Par Diane Weidner, Centre de simulation et d’apprentissage interactif Steinberg

Voilà un exemple parmi tant d’autres des patients qu’un médecin peut rencontrer au service des urgences. Les médecins qui travaillent aux urgences doivent connaître toutes les spécialités médicales pour pouvoir reconnaître et traiter sans délai les différentes urgences cliniques qui surviennent. Pour se préparer à assumer ce rôle qui nécessite de la polyvalence, les résidents en médecine d’urgence à l’Université McGill font des stages dans diverses spécialités de base et surspécialités au cours de leur formation de cinq ans. Or, il arrive que pendant cette période, ils n’aient pas l’occasion de rencontrer de patients souffrant de certains problèmes de santé à la fois rares et dangereux. Dans ce contexte, la formation par simulation peut contribuer à combler des lacunes et aider les résidents à faire face à des situations comme celle décrite plus haut.


 

Des résidents passent à l’action pour parfaire leur formation

Le Dr Mostafa Al-Habboubi, résident de troisième année en médecine d’urgence, trouvait qu’il n’avait pas été assez exposé aux urgences obstétricales pendant son stage de quatre semaines en obstétrique et gynécologie. « Dans un établissement de soins tertiaires ou quaternaires comme le Centre universitaire de santé McGill, nous voyons les femmes enceintes à leur premier trimestre. Lorsqu’elles en sont à leur deuxième ou à leur troisième trimestre, leurs consultations ont lieu directement à l’unité des naissances; nous ne sommes donc pas toujours témoins des problèmes qu’elles vivent. Nous devons aussi être capables de diagnostiquer les affections qui surviennent en postpartum. » Qu’ils travaillent dans un grand centre hospitalier universitaire ou en milieu rural, les résidents en médecine d’urgence doivent agir rapidement et prendre les mesures nécessaires pour sauver la vie du bébé ou de la mère avant qu’un néonatalogiste ou un obstétricien prenne le relais.

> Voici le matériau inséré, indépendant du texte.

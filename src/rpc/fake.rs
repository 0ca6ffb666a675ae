//! In-memory node used by unit tests.

use std::collections::{BTreeMap, HashMap, VecDeque};
use std::sync::Mutex;

use async_trait::async_trait;

use crate::rpc::node::NodeApi;
use crate::rpc::types::{
    RpcError, RpcResult, SignedRawTransaction, SmartFeeEstimate, TxInputRef, UnspentOutput,
};

/// Programmable node state.
#[derive(Default)]
pub struct FakeNode {
    pub unspent: Mutex<Vec<UnspentOutput>>,
    pub fee: Mutex<Option<SmartFeeEstimate>>,
    pub mempool: Mutex<Vec<String>>,
    pub raw_txs: Mutex<HashMap<String, String>>,
    /// Errors returned, in order, before a method starts succeeding.
    pub failures: Mutex<HashMap<&'static str, VecDeque<RpcError>>>,
    pub calls: Mutex<Vec<String>>,
    pub created: Mutex<Vec<(Vec<TxInputRef>, BTreeMap<String, u64>)>>,
    pub broadcast: Mutex<Vec<String>>,
}

impl FakeNode {
    pub fn new() -> Self {
        Self::default()
    }

    pub fn add_utxo(&self, address: &str, txid: &str, vout: u32, zat: u64, confirmations: u32) {
        self.unspent.lock().unwrap().push(UnspentOutput {
            txid: txid.to_string(),
            vout,
            address: Some(address.to_string()),
            amount: zat as f64 / 100_000_000.0,
            amount_zat: Some(zat),
            confirmations,
            spendable: true,
        });
    }

    pub fn remove_utxo(&self, txid: &str, vout: u32) {
        self.unspent
            .lock()
            .unwrap()
            .retain(|u| !(u.txid == txid && u.vout == vout));
    }

    pub fn set_feerate(&self, feerate: Option<f64>) {
        *self.fee.lock().unwrap() = Some(SmartFeeEstimate {
            feerate,
            errors: None,
            blocks: Some(2),
        });
    }

    pub fn fail(&self, method: &'static str, error: RpcError) {
        self.failures
            .lock()
            .unwrap()
            .entry(method)
            .or_default()
            .push_back(error);
    }

    pub fn add_mempool_tx(&self, txid: &str, raw_hex: &str) {
        self.mempool.lock().unwrap().push(txid.to_string());
        self.raw_txs
            .lock()
            .unwrap()
            .insert(txid.to_string(), raw_hex.to_string());
    }

    pub fn calls_to(&self, method: &str) -> usize {
        self.calls.lock().unwrap().iter().filter(|m| *m == method).count()
    }

    fn enter(&self, method: &'static str) -> RpcResult<()> {
        self.calls.lock().unwrap().push(method.to_string());
        match self
            .failures
            .lock()
            .unwrap()
            .get_mut(method)
            .and_then(|queue| queue.pop_front())
        {
            Some(error) => Err(error),
            None => Ok(()),
        }
    }
}

/// Serialize a v4 transaction with empty scriptSigs.
pub fn unsigned_v4_tx(inputs: usize, outputs: &[u64]) -> String {
    let mut tx = Vec::new();
    tx.extend_from_slice(&(4u32 | 1 << 31).to_le_bytes());
    tx.extend_from_slice(&0x892f_2085u32.to_le_bytes());
    tx.push(inputs as u8);
    for i in 0..inputs {
        tx.extend_from_slice(&[i as u8; 32]);
        tx.extend_from_slice(&0u32.to_le_bytes());
        tx.push(0);
        tx.extend_from_slice(&0xffff_ffffu32.to_le_bytes());
    }
    tx.push(outputs.len() as u8);
    for value in outputs {
        tx.extend_from_slice(&value.to_le_bytes());
        tx.push(0);
    }
    tx.extend_from_slice(&[0u8; 8]);
    hex::encode(tx)
}

/// "Sign" by putting a fixed 72-byte push into every scriptSig of a tx made
/// by [`unsigned_v4_tx`].
fn fake_sign(tx_hex: &str) -> String {
    let tx = hex::decode(tx_hex).unwrap();
    let mut out = tx[..8].to_vec();
    let inputs = tx[8] as usize;
    out.push(tx[8]);
    let mut pos = 9;
    for _ in 0..inputs {
        out.extend_from_slice(&tx[pos..pos + 36]);
        out.push(72);
        out.push(71);
        out.extend_from_slice(&[0x30; 71]);
        // skip the empty script length byte
        out.extend_from_slice(&tx[pos + 37..pos + 41]);
        pos += 41;
    }
    out.extend_from_slice(&tx[pos..]);
    hex::encode(out)
}

#[async_trait]
impl NodeApi for FakeNode {
    async fn list_unspent(&self, min_conf: u32, addresses: &[String]) -> RpcResult<Vec<UnspentOutput>> {
        self.enter("listunspent")?;
        Ok(self
            .unspent
            .lock()
            .unwrap()
            .iter()
            .filter(|u| u.confirmations >= min_conf)
            .filter(|u| {
                addresses.is_empty()
                    || u.address.as_ref().map_or(false, |a| addresses.contains(a))
            })
            .cloned()
            .collect())
    }

    async fn estimate_smart_fee(&self, _target_blocks: u32) -> RpcResult<SmartFeeEstimate> {
        self.enter("estimatesmartfee")?;
        Ok(self.fee.lock().unwrap().clone().unwrap_or(SmartFeeEstimate {
            feerate: None,
            errors: Some(vec!["Insufficient data or no feerate found".to_string()]),
            blocks: Some(0),
        }))
    }

    async fn create_raw_transaction(
        &self,
        inputs: &[TxInputRef],
        outputs: &BTreeMap<String, u64>,
    ) -> RpcResult<String> {
        self.enter("createrawtransaction")?;
        self.created
            .lock()
            .unwrap()
            .push((inputs.to_vec(), outputs.clone()));
        let values: Vec<u64> = outputs.values().copied().collect();
        Ok(unsigned_v4_tx(inputs.len(), &values))
    }

    async fn sign_raw_transaction(&self, tx_hex: &str) -> RpcResult<SignedRawTransaction> {
        self.enter("signrawtransaction")?;
        Ok(SignedRawTransaction {
            hex: fake_sign(tx_hex),
            complete: true,
        })
    }

    async fn send_raw_transaction(&self, tx_hex: &str) -> RpcResult<String> {
        self.enter("sendrawtransaction")?;
        let mut broadcast = self.broadcast.lock().unwrap();
        broadcast.push(tx_hex.to_string());
        Ok(format!("txid-{}", broadcast.len()))
    }

    async fn get_raw_mempool(&self) -> RpcResult<Vec<String>> {
        self.enter("getrawmempool")?;
        Ok(self.mempool.lock().unwrap().clone())
    }

    async fn get_raw_transaction(&self, txid: &str) -> RpcResult<String> {
        self.enter("getrawtransaction")?;
        self.raw_txs
            .lock()
            .unwrap()
            .get(txid)
            .cloned()
            .ok_or_else(|| RpcError::Protocol {
                code: Some(-5),
                message: "No such mempool transaction".to_string(),
            })
    }

    async fn import_priv_key(&self, _wif: &str, _label: &str, _rescan: bool) -> RpcResult<()> {
        self.enter("importprivkey")
    }
}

Le Dr Al‑Habboubi a approché son directeur de programme pour discuter des moyens à prendre pour que les résidents en médecine d’urgence puissent parfaire leur formation en obstétrique et gynécologie, plus précisément pour accroître leurs compétences et leurs stratégies de prise en charge des urgences obstétricales. Il a ensuite pris l’initiative de coordonner une journée complète de formation multidisciplinaire au Centre de simulation et d’apprentissage interactif Steinberg. Cette formation menée dans un cadre réaliste, qui réunissait des membres du corps professoral et des apprenants dans les domaines de l’obstétrique et de la gynécologie, de la médecine d’urgence, de la néonatalogie et des soins infirmiers, a permis aux apprenants d’approfondir leurs compétences sur les plans technique et communicationnel par le truchement du travail d’équipe et d’exercices concrets.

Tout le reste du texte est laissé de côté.